§ **Exercise directions**
Using the entries that follow, state how many lines contain "usize", with no other words.
=== Working data ===
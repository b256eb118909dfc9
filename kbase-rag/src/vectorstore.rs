//! Vector store trait for storing and searching vector embeddings.

use async_trait::async_trait;

use crate::document::{IndexedChunk, SearchResult};
use crate::error::Result;

/// A storage backend for embedded chunks with similarity search.
///
/// A store holds a single collection whose contents are replaced wholesale
/// by [`replace`](VectorStore::replace). Entries keep their insertion order,
/// which breaks ties between equal scores.
///
/// # Example
///
/// ```rust,ignore
/// use kbase_rag::{InMemoryVectorStore, VectorStore};
///
/// let store = InMemoryVectorStore::new();
/// store.replace(entries).await?;
/// let results = store.search(&query_embedding, 3).await?;
/// ```
#[async_trait]
pub trait VectorStore: Send + Sync {
    /// Short name used in logs and error messages.
    fn backend(&self) -> &str;

    /// Replace all stored entries with `entries`.
    ///
    /// On error the previous contents must remain intact.
    async fn replace(&self, entries: Vec<IndexedChunk>) -> Result<()>;

    /// Search for the `top_k` most similar chunks to the given embedding.
    ///
    /// Returns results ordered by descending similarity score.
    async fn search(&self, embedding: &[f32], top_k: usize) -> Result<Vec<SearchResult>>;

    /// Number of stored entries.
    async fn len(&self) -> Result<usize>;

    /// Whether the store holds no entries.
    async fn is_empty(&self) -> Result<bool> {
        Ok(self.len().await? == 0)
    }

    /// Remove every entry and any persisted storage.
    async fn destroy(&self) -> Result<()>;
}

/// Compute cosine similarity between two vectors.
///
/// Returns 0.0 if either vector has zero magnitude.
pub(crate) fn cosine_similarity(a: &[f32], b: &[f32]) -> f32 {
    let dot: f32 = a.iter().zip(b.iter()).map(|(x, y)| x * y).sum();
    let norm_a: f32 = a.iter().map(|x| x * x).sum::<f32>().sqrt();
    let norm_b: f32 = b.iter().map(|x| x * x).sum::<f32>().sqrt();
    if norm_a == 0.0 || norm_b == 0.0 {
        return 0.0;
    }
    dot / (norm_a * norm_b)
}

/// Score every entry against `embedding` and keep the best `top_k`.
///
/// The sort is stable, so equal scores stay in insertion order.
pub(crate) fn rank(entries: &[IndexedChunk], embedding: &[f32], top_k: usize) -> Vec<SearchResult> {
    let mut scored: Vec<SearchResult> = entries
        .iter()
        .map(|entry| SearchResult {
            chunk: entry.chunk.clone(),
            score: cosine_similarity(&entry.embedding, embedding),
        })
        .collect();

    scored.sort_by(|a, b| b.score.partial_cmp(&a.score).unwrap_or(std::cmp::Ordering::Equal));
    scored.truncate(top_k);
    scored
}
===
§ **Response area**
3